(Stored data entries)
• • • • •

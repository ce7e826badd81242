// Wire protocol DTOs and conversions for public game server messages.

use crate::domain::state::{
    BulletSnapshot, BulletSpec, ChatMessage, EntitySnapshot, PlayerInfo, Pose,
};
use crate::domain::systems::combat::MeleeSwing;
use crate::domain::{CommandResult, Notice, RoomSnapshot};
use crate::use_cases::CommandRequest;
use crate::use_cases::moderation::Command;
use serde::{Deserialize, Serialize};
use std::collections::BTreeMap;

/// Display name used for server-authored chat lines.
pub const SYSTEM_SENDER: &str = "System";

/// Messages the server sends to connected clients over the WebSocket.
#[derive(Debug, Clone, Serialize)]
#[serde(tag = "type", content = "data", rename_all = "snake_case")]
pub enum ServerMessage {
    // Assigned entity id for the connection after join is accepted.
    Identity(IdentityDto),
    GameState(GameStateDto),
    ChatUpdate(ChatUpdateDto),
    PlayerHit(DamageDto),
    PlayerKill(KillDto),
    PlayerRespawn(RespawnDto),
    PlayerDied(DiedDto),
    GodModeUpdate(GodModeDto),
    ModeratorStatus(ModeratorStatusDto),
    Kicked(ReasonDto),
    Muted(MutedDto),
    Banned(ReasonDto),
    AdminCommandResult(CommandResultDto),
    PlayerInfo(PlayerInfoListDto),
    EventRejected(ReasonDto),
}

/// Messages the client sends to the server over the WebSocket.
#[derive(Debug, Clone, Deserialize)]
#[serde(tag = "type", content = "data", rename_all = "snake_case")]
pub enum ClientMessage {
    // Initial handshake; must be the first message.
    Join(JoinPayload),
    PlayerUpdate(PlayerUpdateDto),
    PlayerShoot(PlayerShootDto),
    PlayerMelee(PlayerMeleeDto),
    PlayerHit(PlayerHitDto),
    PlayerDied(EmptyPayload),
    ChatMessage(ChatMessageDto),
    AdminCommand(AdminCommandDto),
    GetPlayerInfo(EmptyPayload),
}

#[derive(Debug, Clone, Deserialize)]
pub struct JoinPayload {
    pub token: String,
}

/// Payload for events that carry no fields (`"data": {}`).
#[derive(Debug, Clone, Default, Deserialize)]
pub struct EmptyPayload {}

#[derive(Debug, Clone, Deserialize)]
#[serde(rename_all = "camelCase")]
pub struct PlayerUpdateDto {
    pub x: f32,
    pub y: f32,
    #[serde(default)]
    pub rotation: f32,
    #[serde(default)]
    pub health: Option<i32>,
    #[serde(default)]
    pub weapon: Option<String>,
}

impl From<PlayerUpdateDto> for Pose {
    fn from(dto: PlayerUpdateDto) -> Self {
        Self {
            x: dto.x,
            y: dto.y,
            rotation: dto.rotation,
            health: dto.health,
            weapon: dto.weapon,
        }
    }
}

#[derive(Debug, Clone, Deserialize)]
#[serde(rename_all = "camelCase")]
pub struct PlayerShootDto {
    pub x: f32,
    pub y: f32,
    pub angle: f32,
    #[serde(default)]
    pub damage: Option<i32>,
    #[serde(default)]
    pub weapon: Option<String>,
}

impl PlayerShootDto {
    /// Fills in the weapon and its damage when the client omitted them.
    pub fn into_spec(self, equipped: &str, default_damage: impl Fn(&str) -> i32) -> BulletSpec {
        let weapon = self.weapon.unwrap_or_else(|| equipped.to_string());
        let damage = self.damage.unwrap_or_else(|| default_damage(&weapon));
        BulletSpec {
            x: self.x,
            y: self.y,
            angle: self.angle,
            damage,
            weapon,
        }
    }
}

• • • • •

The required answer is each line of the data in which the word "Pose" appears.

**Result of the task:**
    BulletSnapshot, BulletSpec, ChatMessage, EntitySnapshot, PlayerInfo, Pose,
impl From<PlayerUpdateDto> for Pose {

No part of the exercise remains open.